Chapitre 3Ancré par le Destin


Emma Bennett

L'annonce grésilla dans l’interphone de l’avion, la voix du capitaine calme et maîtrisée, comme s’il présentait la météo plutôt que d’annoncer que l’avion n’atterrirait pas à Paris. Une grève avait perturbé le trafic aérien vers la capitale, obligeant le vol à être détourné vers un petit aéroport régional, niché au cœur de la campagne française.

Les doigts d’Emma Bennett se crispèrent sur la sangle de son sac en cuir, le matériau usé émettant un léger craquement sous la pression. Son esprit tourbillonnait, calculant avec nervosité les répercussions que ce détour pourrait avoir sur son emploi du temps méticuleusement conçu. À côté d’elle, Liam Carter bougea légèrement, ses épaules larges frôlant les siennes dans l’espace exigu de leurs sièges.

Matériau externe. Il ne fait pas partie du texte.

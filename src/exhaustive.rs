use crate::coverage::{self, Universe};
use crate::decompose::Decomposition;
use crate::error::SolveError;
use bit_set::BitSet;
use itertools::Itertools;
use std::collections::BTreeSet;
use tracing::debug;

/// Returns a *minimum* hitting set of `remaining`, joined with `forced`.
///
/// Decompositions already hit by `forced` are ignored.
///
/// Every combination picking one element per decomposition is a hitting set, and every minimal
/// hitting set arises this way, so enumerating the Cartesian product of the decompositions finds
/// a minimum one. The first smallest combination in enumeration order wins.
///
/// The number of combinations is the product of the decomposition sizes; if it exceeds `limit`
/// the search is refused with [`SolveError::SearchSpaceTooLarge`].
pub fn solve(remaining: &[Decomposition], forced: &BTreeSet<u64>, limit: u64) -> Result<BTreeSet<u64>, SolveError> {
    let remaining = coverage::unhit(remaining, forced);
    let size = check_search_space(&remaining, limit)?;
    let universe = Universe::new(&remaining);
    let mut best: Option<BitSet> = None;
    for_each_combination(&universe, |hs| {
        if best.as_ref().map_or(true, |b| hs.len() < b.len()) {
            best = Some(hs);
        }
    });
    let best = best.unwrap_or_default();
    debug!(combinations = size, size = best.len(), "exhaustive search done");
    Ok(universe.to_primes(&best, forced))
}

/// Returns all distinct minimum hitting sets of `remaining`, each joined with `forced`, in
/// increasing order.
pub fn all_minimum(remaining: &[Decomposition], forced: &BTreeSet<u64>, limit: u64) -> Result<Vec<BTreeSet<u64>>, SolveError> {
    let remaining = coverage::unhit(remaining, forced);
    check_search_space(&remaining, limit)?;
    let universe = Universe::new(&remaining);
    let mut min_size = usize::MAX;
    let mut minima: BTreeSet<BTreeSet<u64>> = BTreeSet::new();
    for_each_combination(&universe, |hs| {
        if hs.len() < min_size {
            min_size = hs.len();
            minima.clear();
        }
        if hs.len() == min_size {
            minima.insert(universe.to_primes(&hs, forced));
        }
    });
    if minima.is_empty() {
        minima.insert(forced.clone());
    }
    Ok(minima.into_iter().collect())
}

/// Number of combinations the enumeration visits, saturating at `u64::MAX`.
pub fn search_space(remaining: &[Decomposition]) -> u64 {
    remaining.iter()
        .fold(1u64, |acc, d| acc.saturating_mul(d.len() as u64))
}

fn check_search_space(remaining: &[Decomposition], limit: u64) -> Result<u64, SolveError> {
    let size = search_space(remaining);
    if size > limit {
        return Err(SolveError::SearchSpaceTooLarge { size, limit });
    }
    Ok(size)
}

/// Calls `f` with the set of elements of every combination; an empty system has the single
/// empty combination.
fn for_each_combination(universe: &Universe, mut f: impl FnMut(BitSet)) {
    if universe.num_sets() == 0 {
        f(BitSet::new());
        return;
    }
    (0..universe.num_sets())
        .map(|i| universe.members(i).iter().cloned())
        .multi_cartesian_product()
        .for_each(|combination| f(combination.into_iter().collect()));
}

#[cfg(test)]
mod tests {
    use super::*;

    fn sets(v: &[&[u64]]) -> Vec<Decomposition> {
        v.iter().map(|d| d.iter().cloned().collect()).collect()
    }

    fn primes(v: &[u64]) -> BTreeSet<u64> {
        v.iter().cloned().collect()
    }

    #[test]
    fn finds_minimum() {
        let remaining = sets(&[&[2, 3, 13], &[27, 2, 3], &[11], &[2, 5]]);
        let hs = solve(&remaining, &primes(&[11]), u64::MAX).unwrap();
        assert_eq!(hs, primes(&[2, 11]));
    }

    #[test]
    fn five_cycle_needs_three() {
        let remaining = sets(&[&[2, 3], &[3, 5], &[5, 7], &[7, 11], &[11, 2]]);
        let hs = solve(&remaining, &BTreeSet::new(), u64::MAX).unwrap();
        assert_eq!(hs.len(), 3);
        assert!(coverage::is_hitting_set(&remaining, &hs));
    }

    #[test]
    fn result_is_minimal() {
        let remaining = sets(&[&[2, 3], &[3, 5], &[5, 7], &[7, 2], &[2, 11, 13], &[13, 17]]);
        let forced = primes(&[19]);
        let hs = solve(&remaining, &forced, u64::MAX).unwrap();
        assert!(coverage::is_hitting_set(&remaining, &hs));
        for p in hs.iter().filter(|p| !forced.contains(p)) {
            let mut smaller = hs.clone();
            smaller.remove(p);
            assert!(!coverage::is_hitting_set(&remaining, &smaller));
        }
    }

    #[test]
    fn empty_instance_returns_forced() {
        assert_eq!(solve(&[], &primes(&[2, 7]), 1).unwrap(), primes(&[2, 7]));
        assert_eq!(all_minimum(&[], &primes(&[2]), 1).unwrap(), vec![primes(&[2])]);
    }

    #[test]
    fn refuses_large_search_space() {
        let remaining = sets(&[&[2, 3, 5], &[7, 11, 13], &[17, 19]]);
        assert_eq!(search_space(&remaining), 18);
        match solve(&remaining, &BTreeSet::new(), 17) {
            Err(SolveError::SearchSpaceTooLarge { size, limit }) => {
                assert_eq!(size, 18);
                assert_eq!(limit, 17);
            }
            other => panic!("unexpected {:?}", other),
        }
        assert!(solve(&remaining, &BTreeSet::new(), 18).is_ok());
    }

    #[test]
    fn enumerates_all_minima() {
        let remaining = sets(&[&[2, 3], &[3, 5], &[2, 5]]);
        let minima = all_minimum(&remaining, &primes(&[7]), u64::MAX).unwrap();
        assert_eq!(minima, vec![primes(&[2, 3, 7]), primes(&[2, 5, 7]), primes(&[3, 5, 7])]);
    }
}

« Bien sûr, » marmonna Emma entre ses dents, sa voix acérée perçant le bourdonnement croissant des plaintes des autres passagers.

Liam tourna légèrement la tête vers elle, ses yeux bleus scintillant d’un mélange indéchiffrable de malice et de compassion. « Eh bien, » dit-il avec un sourire en coin, « au moins, ce n’est pas un amerrissage. »

Emma lui lança un regard appuyé, arquant un sourcil en signe de défi. « C’est ça, ton point positif ? »

Il haussa les épaules, un sourire presque imperceptible jouant sur ses lèvres. « Tout est une question de perspective. »

Emma soupira bruyamment et détourna son regard vers la fenêtre. La campagne française s’étendait en dessous d’eux, une mosaïque de champs émeraude parsemés de rivières sinueuses scintillant sous la lumière douce de fin d’après-midi. Cela aurait dû être apaisant, peut-être même inspirant, mais pour Emma, tout ce qu’elle voyait, c’était une perturbation à ses plans bien huilés — une chaîne de dominos soigneusement alignés désormais renversée.

L’atterrissage fut sans incident, bien que les murmures de mécontentement parmi les passagers s’amplifièrent tandis qu’ils descendaient dans le terminal modeste. Une employée de la compagnie aérienne, visiblement débordée, tenta de gérer la foule de voyageurs de plus en plus irrités, sa voix s’élevant contre le vacarme ambiant.

« Je comprends votre frustration, » dit-elle, bien que la tension visible dans son expression trahissait le contraire. « Les transports vers Paris sont très limités en raison de la grève. Pour ceux ayant besoin d’un hébergement immédiat, nous avons organisé des logements dans un village voisin. Un bus vous y conduira sous peu. »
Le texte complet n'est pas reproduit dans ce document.